Honestly, the only thing CLOWarden doesn't do out of the box is handle 1password vaults (but there's no reason we couldn't add that, and I'm not really sure how easy it'd be to handle it thru OpenTofu anyway since we don't have a SSO provider; we'll need to do manual reconciliations, but I think that'd be straightforward enough to do thru a CLOWarden feature? it's not blocking for now either way.)

austinlparker commented 3 months ago

Wanted to summarize a discussion from the Maintainer's call on 7/15.

It was decided that SIGs should use this issue to discuss the scope of IaC management.
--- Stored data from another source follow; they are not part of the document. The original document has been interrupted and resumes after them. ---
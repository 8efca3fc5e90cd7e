//! Embeddable client-side monitoring agent.
//!
//! Host applications open [`Session`]s and report actions, events, errors
//! and web-request traces; the agent encodes everything into an in-memory
//! beacon cache and ships it to a monitoring cluster in compact chunks.
//! Two background workers keep the system bounded and moving: an eviction
//! worker caps cache size and record age, and a sending worker drives a
//! state machine through cluster time sync, status polling and beacon
//! transmission with retry, backoff and graceful shutdown.
//!
//! ```no_run
//! use capturoor::{Agent, Config};
//!
//! # async fn run() -> anyhow::Result<()> {
//! let mut agent = Agent::new(Config {
//!     endpoint_url: "https://tenant.example.com/mbeacon".into(),
//!     application_id: "my-app".into(),
//!     device_id: 42,
//!     ..Default::default()
//! })?;
//! agent.start();
//!
//! let session = agent.create_session();
//! let action = session.enter_action("load dashboard");
//! action.report_int_value("widgets", 12);
//! action.leave_action();
//! session.end();
//!
//! agent.stop().await;
//! # Ok(())
//! # }
//! ```

pub mod agent;
pub mod cache;
pub mod config;
pub mod protocol;
pub mod providers;
pub mod sender;
pub mod session;

pub use agent::Agent;
pub use config::{CacheConfig, Config, DeviceConfig, ServerFlavor, TrustMode};
pub use session::action::{Action, RootAction};
pub use session::web_request::WebRequestTracer;
pub use session::Session;
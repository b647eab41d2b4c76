use reqwest::StatusCode;
use serde_json::Value;
use std::time::Duration;
use thiserror::Error;

use super::types::Target;

/// Why a single probe produced no usable answer
#[derive(Debug, Error)]
pub enum ProbeError {
    #[error("HTTP request failed: {0}")]
    Transport(#[from] reqwest::Error),
    #[error("endpoint answered with status {0}")]
    Status(StatusCode),
    #[error("response body is not valid JSON: {0}")]
    Decode(#[source] serde_json::Error),
}

/// Sends one probe to a target and returns the decoded response body
#[async_trait::async_trait]
pub trait Prober: Send + Sync {
    async fn probe(&self, target: &Target) -> Result<Value, ProbeError>;
}

/// POSTs the target's request document as JSON
pub struct HttpProber {
    client: reqwest::Client,
}

impl HttpProber {
    pub fn new(timeout: Duration) -> Result<Self, ProbeError> {
        let client = reqwest::Client::builder()
            .timeout(timeout)
            .user_agent(concat!("slotwatch/", env!("CARGO_PKG_VERSION")))
            .build()?;

        Ok(Self { client })
    }
}

#[async_trait::async_trait]
impl Prober for HttpProber {
    async fn probe(&self, target: &Target) -> Result<Value, ProbeError> {
        let response = self.client.post(&target.endpoint).json(&target.body).send().await?;

        let status = response.status();
        if !status.is_success() {
            return Err(ProbeError::Status(status));
        }

        let bytes = response.bytes().await?;
        serde_json::from_slice(&bytes).map_err(ProbeError::Decode)
    }
}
My position regarding centralizing repo/user/team membership in CLOWarden -

While I respect that it is, potentially, less easy to make a one-line PR to community than it is to click a button in the GitHub UI, I tend to believe the tradeoffs are worth it.

jaronoff97 commented 3 months ago

IMO I would really appreciate IAC management. It would really help us understand our current approvers/maintainers, their permissions, repos. Furthermore, it would make changes much more self-serve and auditable to avoid the need to bug GC/TC members. I also would eventually appreciate the abilities to provision and own different pieces of infrastructure.

While I respect that it is, potentially, less easy to make a one-line PR to community than it is to click a button in the GitHub UI, I tend to believe the tradeoffs are worth it.

I think the barrier being a PR isn't the end of the world given that they will have needed to make a PR prior to being a member or changing roles. We could also write some makefile automation to fill out issues for new users as well (automatically pulls the PRs they've made against otel repos).

svrnm commented 3 months ago

There were some strong opinions against team/repo management taking place through IaC

What kind of strong opinions against it? Can we get them shared here such that we can address them? +1 for what you both (@austinlparker + @jaronoff97) said o, there are many good reasons for doing it through IaC, which is not only an improvement from an audit and security but also community perspective (people see and recognize better who is filling which role, etc.). Indeed it should be more than "click a button", especially for maintainers, since we have a voting process that requires a PR already, all that we would do is move that PR somewhere else.

Maintainers did not feel adequately consulted/aware of this issue

Also here I would like to understand how we could have made people aware better, this is maybe more a thing for SIG Contributor Experience and might require it's own issue: to be honest I am not 100% sure what the right way is to "consult or make maintainers aware", is it a community issue?, is it the otel slack?, is it the SIG maintainers meeting? Maybe something we also need to be more conscious about with our community having reached the size we have today.

austinlparker commented 3 months ago

@svrnm I tried to capture those concerns in the issue above; fundamentally, some individuals raised the issue that their existing workflow for team management worked for them and didn't like this change, nor were they consulted on the proposal.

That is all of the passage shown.